The Trump administration’s efforts to limit the Environmental Protection Agency’s (EPA) power may affect the federal agency’s ongoing civil rights investigation into Baltimore City’s most controversial polluter: the Wheelabrator Baltimore Refuse Energy Systems Company (BRESCO) incinerator, a waste-to-energy facility that emits 36% of all air emissions from Baltimore City industry, costing Maryland and neighboring states $55 million annually in human health problems. 

However, since 2011, Maryland has classified waste-to-energy incineration as a Tier 1 renewable energy source under the often-criticized Renewable Portfolio Standard (RPS), which requires electric utility companies to source a portion of their energy from renewable energy sources like solar or wind. Between 2012 and 2022, over $100 million in subsidies have been granted to the trash incinerator to maintain operations, despite emissions of more greenhouse gas per unit of energy produced than other power sources—even coal. 

Baltimore climate organizers like Carlos Sanchez, a youth outreach specialist with South Baltimore Community Land Trust (SBCLT), the organization that filed the EPA complaint, know that the EPA likely won’t shut down the Wheelabrator incinerator. But they remain hopeful that Maryland Senate President William Ferguson will pass the Reclaim Renewable Energy Act this year, which would remove trash incineration from the RPS and divert $10 to $12 million to less-invasive renewable energy sources.

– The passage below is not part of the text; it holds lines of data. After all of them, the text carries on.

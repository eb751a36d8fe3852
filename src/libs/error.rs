//! Typed errors raised by the report-generation core.
//!
//! The core never returns a partially built report: every failure is
//! detected while parsing or validating input and surfaces as one of the
//! variants below before any day record is touched.

use chrono::NaiveDate;
use thiserror::Error;

/// Reason an input interval was rejected.
#[derive(Debug, Clone, PartialEq, Eq)]
pub enum InvalidInterval {
    /// The start timestamp is absent.
    MissingStart,
    /// The end timestamp is absent (e.g. a timer that is still running).
    MissingEnd,
    /// A timestamp could not be parsed.
    Malformed(String),
    /// The end lies before the start.
    EndBeforeStart,
}

impl std::fmt::Display for InvalidInterval {
    fn fmt(&self, f: &mut std::fmt::Formatter<'_>) -> std::fmt::Result {
        match self {
            InvalidInterval::MissingStart => write!(f, "start timestamp is missing"),
            InvalidInterval::MissingEnd => write!(f, "end timestamp is missing"),
            InvalidInterval::Malformed(value) => write!(f, "'{}' is not a valid timestamp", value),
            InvalidInterval::EndBeforeStart => write!(f, "end is before start"),
        }
    }
}

/// An input interval that cannot be normalized.
///
/// Carries the position of the interval in the input list together with
/// its raw values so the offending entry can be located in the source data.
#[derive(Debug, Clone, PartialEq, Eq, Error)]
#[error("invalid interval #{index} (start: {}, end: {}): {reason}", .start.as_deref().unwrap_or("-"), .end.as_deref().unwrap_or("-"))]
pub struct ValidationError {
    /// Zero-based index of the entry in the input list.
    pub index: usize,
    pub start: Option<String>,
    pub end: Option<String>,
    pub reason: InvalidInterval,
}

/// Failure of a report-generation run.
#[derive(Debug, Clone, PartialEq, Eq, Error)]
pub enum ReportError {
    #[error(transparent)]
    Validation(#[from] ValidationError),

    #[error("invalid date range: {start} is after {end}")]
    InvalidRange { start: NaiveDate, end: NaiveDate },
}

“That bill is calling for having the RPS do what it was meant to do initially, which was fund clean renewable energies like wind and solar,” Sanchez said. “We can be examples of how things should be done, ultimately putting the life of the people first over profit, over anything. This is where people live. This is where they grow their families, where they spend time with their loved ones. Those are human beings, and those are what should be put first, above all.”

No food to waste 

While SBCLT maintains pressure on Ferguson to pass the bill, the organization and its coalition partners aren’t waiting around for the city or federal government to deliver environmental justice. 

Instead, locals like Marvin Hayes, founder of the Baltimore Compost Collective (BCC), alchemize community empowerment with “black gold.” He and his team of youth entrepreneurs run a citywide household compost pickup, transforming food scraps into compost that supports organic produce to combat food apartheid in South Baltimore. Organic materials that would generally burn in the Wheelabrator incinerator are sequestering carbon within nutrient-rich soils.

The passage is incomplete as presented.